Segment Open
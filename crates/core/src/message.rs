//! Conversation message types.
//!
//! Messages flow through two places: an agent's own conversation history
//! (persisted on the instance) and the orchestrator's session log
//! (in-memory, append-only within a session).

use chrono::{DateTime, Utc};
use serde::{Deserialize, Serialize};

/// Who authored a message.
#[derive(Debug, Clone, Copy, PartialEq, Eq, Serialize, Deserialize)]
#[serde(rename_all = "lowercase")]
pub enum MessageRole {
    /// The end user.
    User,
    /// An AI persona.
    Agent,
    /// System instructions.
    System,
    /// A tool execution result fed back to the model.
    Tool,
}

/// A single message in a conversation.
#[derive(Debug, Clone, Serialize, Deserialize)]
pub struct ConversationMessage {
    /// Speaker name: "User", a persona name ("Alex", "Sarah", ...), or "System".
    pub speaker: String,
    pub role: MessageRole,
    pub content: String,
    pub timestamp: DateTime<Utc>,
}

impl ConversationMessage {
    pub fn user(content: impl Into<String>) -> Self {
        Self {
            speaker: "User".into(),
            role: MessageRole::User,
            content: content.into(),
            timestamp: Utc::now(),
        }
    }

    pub fn agent(speaker: impl Into<String>, content: impl Into<String>) -> Self {
        Self {
            speaker: speaker.into(),
            role: MessageRole::Agent,
            content: content.into(),
            timestamp: Utc::now(),
        }
    }

    pub fn system(content: impl Into<String>) -> Self {
        Self {
            speaker: "System".into(),
            role: MessageRole::System,
            content: content.into(),
            timestamp: Utc::now(),
        }
    }

    pub fn tool(tool_name: &str, content: impl Into<String>) -> Self {
        Self {
            speaker: format!("tool:{tool_name}"),
            role: MessageRole::Tool,
            content: content.into(),
            timestamp: Utc::now(),
        }
    }
}
//! In-memory store — RwLock-guarded maps.
//!
//! Zero persistence. Used for tests and as a lightweight default when no
//! database is configured.

use async_trait::async_trait;
use chrono::{DateTime, Utc};
use std::collections::HashMap;
use tokio::sync::RwLock;

use devsquad_core::{
    ActionRecord, AgentId, AgentInstance, AgentStatus, ApiContract, Artifact, Checkpoint, Decision,
    MemoryNote, ProjectManifest, StatusChange, StoreError, Task, TaskId, TaskStatus,
};

use crate::{apply_status, ProjectStore};

/// A fully in-memory `ProjectStore`.
#[derive(Default)]
pub struct InMemoryStore {
    tasks: RwLock<HashMap<TaskId, Task>>,
    status_log: RwLock<Vec<StatusChange>>,
    agents: RwLock<HashMap<AgentId, AgentInstance>>,
    actions: RwLock<Vec<ActionRecord>>,
    checkpoints: RwLock<Vec<Checkpoint>>,
    artifacts: RwLock<HashMap<String, Artifact>>,
    decisions: RwLock<Vec<Decision>>,
    contracts: RwLock<Vec<ApiContract>>,
    memory_notes: RwLock<Vec<MemoryNote>>,
    project: RwLock<Option<ProjectManifest>>,
}

impl InMemoryStore {
    pub fn new() -> Self {
        Self::default()
    }
}

#[async_trait]
impl ProjectStore for InMemoryStore {
    async fn insert_task(&self, task: Task) -> Result<(), StoreError> {
        self.tasks.write().await.insert(task.id.clone(), task);
        Ok(())
    }

    async fn task(&self, id: &TaskId) -> Result<Task, StoreError> {
        self.tasks
            .read()
            .await
            .get(id)
            .cloned()
            .ok_or_else(|| StoreError::TaskNotFound(id.to_string()))
    }

    async fn update_task(&self, task: &Task) -> Result<(), StoreError> {
        let mut tasks = self.tasks.write().await;
        if !tasks.contains_key(&task.id) {
            return Err(StoreError::TaskNotFound(task.id.to_string()));
        }
        tasks.insert(task.id.clone(), task.clone());
        Ok(())
    }

    async fn set_task_status(&self, id: &TaskId, status: TaskStatus) -> Result<Task, StoreError> {
        let mut tasks = self.tasks.write().await;
        let task = tasks
            .get_mut(id)
            .ok_or_else(|| StoreError::TaskNotFound(id.to_string()))?;
        let change = apply_status(task, status)?;
        let updated = task.clone();
        drop(tasks);
        self.status_log.write().await.push(change);
        Ok(updated)
    }

    async fn status_changes(&self, id: &TaskId) -> Result<Vec<StatusChange>, StoreError> {
        Ok(self
            .status_log
            .read()
            .await
            .iter()
            .filter(|c| &c.task_id == id)
            .cloned()
            .collect())
    }

    async fn insert_agent(&self, agent: AgentInstance) -> Result<(), StoreError> {
        self.agents.write().await.insert(agent.id.clone(), agent);
        Ok(())
    }

    async fn agent(&self, id: &AgentId) -> Result<AgentInstance, StoreError> {
        self.agents
            .read()
            .await
            .get(id)
            .cloned()
            .ok_or_else(|| StoreError::AgentNotFound(id.to_string()))
    }

    async fn update_agent(&self, agent: &AgentInstance) -> Result<(), StoreError> {
        let mut agents = self.agents.write().await;
        if !agents.contains_key(&agent.id) {
            return Err(StoreError::AgentNotFound(agent.id.to_string()));
        }
        agents.insert(agent.id.clone(), agent.clone());
        Ok(())
    }

    async fn set_agent_status(&self, id: &AgentId, status: AgentStatus) -> Result<(), StoreError> {
        let mut agents = self.agents.write().await;
        let agent = agents
            .get_mut(id)
            .ok_or_else(|| StoreError::AgentNotFound(id.to_string()))?;
        agent.status = status;
        agent.updated_at = Utc::now();
        Ok(())
    }

    async fn agents(&self) -> Result<Vec<AgentInstance>, StoreError> {
        let mut all: Vec<_> = self.agents.read().await.values().cloned().collect();
        all.sort_by(|a, b| a.created_at.cmp(&b.created_at));
        Ok(all)
    }

    async fn append_action(&self, record: ActionRecord) -> Result<(), StoreError> {
        self.actions.write().await.push(record);
        Ok(())
    }

    async fn recent_actions(
        &self,
        since: DateTime<Utc>,
        limit: usize,
    ) -> Result<Vec<ActionRecord>, StoreError> {
        let actions = self.actions.read().await;
        let mut recent: Vec<_> = actions
            .iter()
            .filter(|a| a.timestamp >= since)
            .cloned()
            .collect();
        recent.sort_by(|a, b| b.timestamp.cmp(&a.timestamp));
        recent.truncate(limit);
        Ok(recent)
    }

    async fn write_checkpoint(&self, checkpoint: Checkpoint) -> Result<(), StoreError> {
        self.checkpoints.write().await.push(checkpoint);
        Ok(())
    }

    async fn checkpoint_count(&self, agent_id: &AgentId) -> Result<usize, StoreError> {
        Ok(self
            .checkpoints
            .read()
            .await
            .iter()
            .filter(|c| &c.agent_id == agent_id)
            .count())
    }

    async fn artifact(&self, path: &str) -> Result<Option<Artifact>, StoreError> {
        Ok(self.artifacts.read().await.get(path).cloned())
    }

    async fn upsert_artifact(&self, artifact: Artifact) -> Result<(), StoreError> {
        self.artifacts
            .write()
            .await
            .insert(artifact.path.clone(), artifact);
        Ok(())
    }

    async fn remove_artifact(&self, path: &str) -> Result<(), StoreError> {
        self.artifacts.write().await.remove(path);
        Ok(())
    }

    async fn artifacts(&self) -> Result<Vec<Artifact>, StoreError> {
        let mut all: Vec<_> = self.artifacts.read().await.values().cloned().collect();
        all.sort_by(|a, b| b.updated_at.cmp(&a.updated_at));
        Ok(all)
    }

    async fn add_decision(&self, decision: Decision) -> Result<(), StoreError> {
        self.decisions.write().await.push(decision);
        Ok(())
    }

    async fn recent_decisions(&self, limit: usize) -> Result<Vec<Decision>, StoreError> {
        let decisions = self.decisions.read().await;
        let mut recent: Vec<_> = decisions.iter().cloned().collect();
        recent.sort_by(|a, b| b.created_at.cmp(&a.created_at));
        recent.truncate(limit);
        Ok(recent)
    }

    async fn api_contracts(&self) -> Result<Vec<ApiContract>, StoreError> {
        Ok(self.contracts.read().await.clone())
    }

    async fn add_api_contract(&self, contract: ApiContract) -> Result<(), StoreError> {
        self.contracts.write().await.push(contract);
        Ok(())
    }

    async fn add_memory(&self, memory: MemoryNote) -> Result<(), StoreError> {
        self.memory_notes.write().await.push(memory);
        Ok(())
    }

    async fn memories(&self, limit: usize) -> Result<Vec<MemoryNote>, StoreError> {
        let notes = self.memory_notes.read().await;
        let mut ranked: Vec<_> = notes.iter().cloned().collect();
        ranked.sort_by(|a, b| {
            b.importance
                .partial_cmp(&a.importance)
                .unwrap_or(std::cmp::Ordering::Equal)
                .then_with(|| b.created_at.cmp(&a.created_at))
        });
        ranked.truncate(limit);
        Ok(ranked)
    }

    async fn manifest(&self) -> Result<Option<ProjectManifest>, StoreError> {
        Ok(self.project.read().await.clone())
    }

    async fn set_manifest(&self, manifest: ProjectManifest) -> Result<(), StoreError> {
        *self.project.write().await = Some(manifest);
        Ok(())
    }
}
//! The team conversation orchestrator.
//!
//! Decides, after each message, which of the four conversation personas
//! (Alex, Sarah, Marcus, Elena) speaks next — via the rule table in
//! [`crate::rules`] — and streams that persona's reply chunk by chunk.
//! Personas never speak concurrently: turns are strictly sequential
//! within a session.
//!
//! The session log is append-only and unbounded within the session; only
//! the trailing window (default 10 messages) is rendered into the next
//! persona's prompt.

use std::sync::Arc;

use rand::rngs::StdRng;
use rand::SeedableRng;
use tokio::sync::mpsc;
use tracing::{debug, info};

use devsquad_config::OrchestratorConfig;
use devsquad_core::llm::{GenerationRequest, LlmBackend};
use devsquad_core::message::ConversationMessage;
use devsquad_core::{PersonaRole, RuntimeError, RuntimeEvent};

use crate::chunker::StreamChunker;
use crate::persona::{PersonaHandler, PersonaRegistry};
use crate::rules::{default_rules, select_next_speaker, RuleOutcome, TurnContext, TurnRule};

/// Per-speaker consecutive-turn telemetry.
///
/// The counter increments when a speaker repeats and resets once it
/// reaches the configured cap. It is write-only with respect to routing:
/// resetting never feeds back into the turn decision. (Making it an
/// enforced hard cap is a product decision deliberately not taken here.)
#[derive(Debug, Default)]
struct ConsecutiveTurns {
    last_speaker: Option<String>,
    count: u32,
}

/// One multi-persona conversation session.
pub struct TeamOrchestrator {
    backend: Arc<dyn LlmBackend>,
    personas: Arc<PersonaRegistry>,
    config: OrchestratorConfig,
    model: String,
    events: mpsc::Sender<RuntimeEvent>,
    rules: Vec<TurnRule>,
    rng: StdRng,

    messages: Vec<ConversationMessage>,
    turns_taken: usize,
    consecutive: ConsecutiveTurns,
}

impl TeamOrchestrator {
    pub fn new(
        backend: Arc<dyn LlmBackend>,
        personas: Arc<PersonaRegistry>,
        config: OrchestratorConfig,
        model: impl Into<String>,
        events: mpsc::Sender<RuntimeEvent>,
    ) -> Self {
        Self {
            backend,
            personas,
            config,
            model: model.into(),
            events,
            rules: default_rules(),
            rng: StdRng::from_os_rng(),
            messages: Vec::new(),
            turns_taken: 0,
            consecutive: ConsecutiveTurns::default(),
        }
    }

    /// Fix the RNG seed (tests exercising the random lead branch).
    pub fn with_seed(mut self, seed: u64) -> Self {
        self.rng = StdRng::seed_from_u64(seed);
        self
    }

    /// The full session log (append-only).
    pub fn messages(&self) -> &[ConversationMessage] {
        &self.messages
    }

    pub fn turns_taken(&self) -> usize {
        self.turns_taken
    }

    async fn emit(&self, event: RuntimeEvent) {
        let _ = self.events.send(event).await;
    }

    /// Handle one user message: append it, then run persona turns until a
    /// rule decides to wait for the user.
    pub async fn handle_user_message(&mut self, content: &str) -> Result<(), RuntimeError> {
        self.messages.push(ConversationMessage::user(content));
        info!(turns = self.turns_taken, "User message received");

        loop {
            let ctx = TurnContext {
                turns_taken: self.turns_taken,
                max_turns: self.config.max_turns,
                messages: &self.messages,
            };
            let (outcome, rule) = select_next_speaker(&ctx, &mut self.rng, &self.rules);
            debug!(rule, ?outcome, "Turn decision");

            match outcome {
                RuleOutcome::WaitForUser => {
                    self.emit(RuntimeEvent::WaitingForUser).await;
                    return Ok(());
                }
                RuleOutcome::Speak(role) => {
                    self.run_turn(role).await?;
                }
            }
        }
    }

    /// Stream one persona's reply and append it to the session log.
    async fn run_turn(&mut self, role: PersonaRole) -> Result<(), RuntimeError> {
        let handler = self
            .personas
            .get(role)
            .ok_or_else(|| RuntimeError::PersonaNotRegistered(role.to_string()))?;
        let speaker = role.display_name();

        let prompt = self.render_window();
        let request = GenerationRequest {
            model: self.model.clone(),
            prompt,
            system: Some(handler.system_prompt().to_string()),
            temperature: handler.temperature(),
            max_tokens: Some(1024),
            tools: Vec::new(),
            stop: Vec::new(),
        };

        let mut rx = self.backend.generate_stream(request).await?;
        let mut chunker = StreamChunker::new(self.config.chunk_tokens);
        let mut reply = String::new();

        while let Some(chunk) = rx.recv().await {
            let chunk = chunk?;
            if let Some(delta) = chunk.delta {
                reply.push_str(&delta);
                for piece in chunker.push(&delta) {
                    self.send_chunk(speaker, piece).await;
                }
            }
            if chunk.done {
                break;
            }
        }
        if let Some(rest) = chunker.finish() {
            self.send_chunk(speaker, rest).await;
        }

        self.emit(RuntimeEvent::MessageComplete {
            speaker: speaker.to_string(),
            content: reply.clone(),
        })
        .await;

        self.messages
            .push(ConversationMessage::agent(speaker, reply));
        self.turns_taken += 1;
        self.note_turn(speaker);

        info!(speaker, turns = self.turns_taken, "Persona turn complete");
        Ok(())
    }

    async fn send_chunk(&self, speaker: &str, content: String) {
        self.emit(RuntimeEvent::MessageChunk {
            speaker: speaker.to_string(),
            content,
        })
        .await;
        if self.config.chunk_delay_ms > 0 {
            tokio::time::sleep(std::time::Duration::from_millis(self.config.chunk_delay_ms)).await;
        }
    }

    /// Render the trailing window of the session log as the prompt body.
    fn render_window(&self) -> String {
        let window_start = self.messages.len().saturating_sub(self.config.context_window);
        let mut out = String::new();
        for msg in &self.messages[window_start..] {
            out.push_str(&format!("{}: {}\n", msg.speaker, msg.content));
        }
        out.push_str("\nReply in character with your next message only.");
        out
    }

    fn note_turn(&mut self, speaker: &str) {
        if self.consecutive.last_speaker.as_deref() == Some(speaker) {
            self.consecutive.count += 1;
            if self.consecutive.count >= self.config.consecutive_cap {
                // Telemetry only — the reset does not alter routing.
                debug!(
                    speaker,
                    cap = self.config.consecutive_cap,
                    "Consecutive-turn cap reached, counter reset"
                );
                self.consecutive.count = 0;
            }
        } else {
            self.consecutive.last_speaker = Some(speaker.to_string());
            self.consecutive.count = 1;
        }
    }
}
//! The DevSquad orchestration core.
//!
//! Three cooperating pieces:
//!
//! 1. **Agent runtime** ([`task_runner`]) — the single-agent execution
//!    loop: assemble context → call LLM → interpret → execute tools →
//!    update state, until a terminal condition.
//! 2. **Team orchestrator** ([`orchestrator`]) — rule-table turn-taking
//!    over the four conversation personas, with chunked streaming.
//! 3. **Context assembler** ([`context`]) — the greedy per-section
//!    token-budgeted bundle builder feeding both.
//!
//! Everything is dependency-injected: the tool registry, persona
//! registry, store, and LLM backend are constructed at startup and passed
//! in — there is no import-time global state.

pub mod chunker;
pub mod context;
pub mod executor;
pub mod orchestrator;
pub mod persona;
pub mod rules;
pub mod task_runner;

#[cfg(test)]
pub(crate) mod test_helpers;

pub use context::{AssemblyInput, ContextAssembler, ContextBundle, WorkingMemory};
pub use executor::AgentExecutor;
pub use orchestrator::TeamOrchestrator;
pub use persona::{PersonaHandler, PersonaRegistry};
pub use rules::{default_rules, select_next_speaker, RuleOutcome, TurnContext, TurnRule};
pub use task_runner::{AgentRuntime, ExecutionOutcome};

/// One-line summary of a JSON value for action logs.
pub(crate) fn summarize_value(value: &serde_json::Value) -> String {
    let raw = value.to_string();
    if raw.len() <= 200 {
        return raw;
    }
    let mut cut = 200;
    while !raw.is_char_boundary(cut) {
        cut -= 1;
    }
    format!("{}…", &raw[..cut])
}
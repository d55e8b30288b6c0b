mod cli;

use anyhow::{Context, Result};
use clap::Parser;
use tracing_subscriber::EnvFilter;

use cli::Cli;
use range_httpd::config::DEFAULT_LOG_FILTER;
use range_httpd::FileServer;

#[tokio::main]
async fn main() -> Result<()> {
    tracing_subscriber::fmt()
        .with_env_filter(
            EnvFilter::try_from_default_env()
                .unwrap_or_else(|_| EnvFilter::new(DEFAULT_LOG_FILTER)),
        )
        .init();

    let cli = Cli::parse();
    let cwd = std::env::current_dir().context("cannot determine current directory")?;
    let config = cli.into_config(cwd);
    tracing::debug!(?config, "starting");

    FileServer::new(config).serve().await?;
    Ok(())
}
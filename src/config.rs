//! Startup configuration shared read-only by every request handler.

use std::collections::HashMap;
use std::fmt;
use std::path::{Path, PathBuf};
use std::sync::Arc;
use std::time::Duration;

use futures::future::BoxFuture;
use futures::FutureExt;

/// Final path component that is always served from the configured video file.
pub const VIDEO_ROUTE: &str = "video.mp4";
/// Final path component that is always served from the configured labels file.
pub const LABELS_ROUTE: &str = "video-labels.json";

pub const DEFAULT_PORT: u16 = 8000;

/// Log filter used when `RUST_LOG` is unset.
pub const DEFAULT_LOG_FILTER: &str = "range_httpd=info,tower_http=info";

/// Waits for the given duration. Injected so tests can skip real sleeping.
pub type Sleeper = Arc<dyn Fn(Duration) -> BoxFuture<'static, ()> + Send + Sync>;

/// Logical routes: a request whose final path component matches a key is
/// served from the mapped path, whatever directories precede it.
#[derive(Debug, Clone, Default, PartialEq, Eq)]
pub struct RouteTable {
    routes: HashMap<String, PathBuf>,
}

impl RouteTable {
    pub fn new() -> Self {
        Self::default()
    }

    /// Adds or replaces the override for `filename`.
    pub fn insert(&mut self, filename: impl Into<String>, target: impl Into<PathBuf>) {
        self.routes.insert(filename.into(), target.into());
    }

    pub fn lookup(&self, filename: &str) -> Option<&Path> {
        self.routes.get(filename).map(PathBuf::as_path)
    }

    pub fn len(&self) -> usize {
        self.routes.len()
    }

    pub fn is_empty(&self) -> bool {
        self.routes.is_empty()
    }
}

/// Artificial latency applied before serving a resource, keyed by the final
/// component of the request path.
#[derive(Debug, Clone, Default, PartialEq)]
pub struct DelayPolicy {
    default: Duration,
    per_name: HashMap<String, Duration>,
}

impl DelayPolicy {
    pub fn new(default: Duration) -> Self {
        DelayPolicy { default, per_name: HashMap::new() }
    }

    pub fn set(&mut self, filename: impl Into<String>, delay: Duration) {
        self.per_name.insert(filename.into(), delay);
    }

    /// The delay for `filename`, falling back to the default.
    pub fn for_name(&self, filename: &str) -> Duration {
        self.per_name.get(filename).copied().unwrap_or(self.default)
    }

    pub fn default_delay(&self) -> Duration {
        self.default
    }
}

/// Immutable server configuration, built once at startup.
#[derive(Clone)]
pub struct ServeConfig {
    root_dir: PathBuf,
    video_path: PathBuf,
    labels_path: PathBuf,
    routes: RouteTable,
    delays: DelayPolicy,
    sleeper: Sleeper,
    port: u16,
}

impl ServeConfig {
    /// Creates a config serving `root_dir`, with the two logical routes
    /// pointing at `video_path` and `labels_path`, no delay and port 8000.
    pub fn new(
        root_dir: impl Into<PathBuf>,
        video_path: impl Into<PathBuf>,
        labels_path: impl Into<PathBuf>,
    ) -> Self {
        let video_path = video_path.into();
        let labels_path = labels_path.into();

        let mut routes = RouteTable::new();
        routes.insert(VIDEO_ROUTE, video_path.clone());
        routes.insert(LABELS_ROUTE, labels_path.clone());

        ServeConfig {
            root_dir: root_dir.into(),
            video_path,
            labels_path,
            routes,
            delays: DelayPolicy::default(),
            sleeper: Arc::new(|delay: Duration| tokio::time::sleep(delay).boxed()),
            port: DEFAULT_PORT,
        }
    }

    pub fn with_port(mut self, port: u16) -> Self {
        self.port = port;
        self
    }

    pub fn with_default_delay(mut self, delay: Duration) -> Self {
        self.delays.default = delay;
        self
    }

    /// Overrides the delay for requests whose final path component is `filename`.
    pub fn with_delay_for(mut self, filename: impl Into<String>, delay: Duration) -> Self {
        self.delays.set(filename, delay);
        self
    }

    /// Adds a logical route besides the video and labels ones.
    pub fn with_route(mut self, filename: impl Into<String>, target: impl Into<PathBuf>) -> Self {
        self.routes.insert(filename, target);
        self
    }

    pub fn with_sleeper(mut self, sleeper: Sleeper) -> Self {
        self.sleeper = sleeper;
        self
    }

    pub fn root_dir(&self) -> &Path {
        &self.root_dir
    }

    pub fn video_path(&self) -> &Path {
        &self.video_path
    }

    pub fn labels_path(&self) -> &Path {
        &self.labels_path
    }

    pub fn routes(&self) -> &RouteTable {
        &self.routes
    }

    pub fn delays(&self) -> &DelayPolicy {
        &self.delays
    }

    pub fn port(&self) -> u16 {
        self.port
    }

    /// Waits for the configured delay of `filename`. Returns immediately for a zero delay.
    pub async fn delay_for(&self, filename: &str) {
        let delay = self.delays.for_name(filename);
        if delay.is_zero() {
            return;
        }
        tracing::debug!(filename, ?delay, "delaying response");
        (self.sleeper)(delay).await;
    }
}

impl fmt::Debug for ServeConfig {
    fn fmt(&self, f: &mut fmt::Formatter<'_>) -> fmt::Result {
        f.debug_struct("ServeConfig")
            .field("root_dir", &self.root_dir)
            .field("video_path", &self.video_path)
            .field("labels_path", &self.labels_path)
            .field("routes", &self.routes)
            .field("delays", &self.delays)
            .field("port", &self.port)
            .finish_non_exhaustive()
    }
}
Segment Closed
** Task brief **
Copy all lines from the entries that contain the word "StatusChange".

** Answer **
    MemoryNote, ProjectManifest, StatusChange, StoreError, Task, TaskId, TaskStatus,
    status_log: RwLock<Vec<StatusChange>>,
    async fn status_changes(&self, id: &TaskId) -> Result<Vec<StatusChange>, StoreError> {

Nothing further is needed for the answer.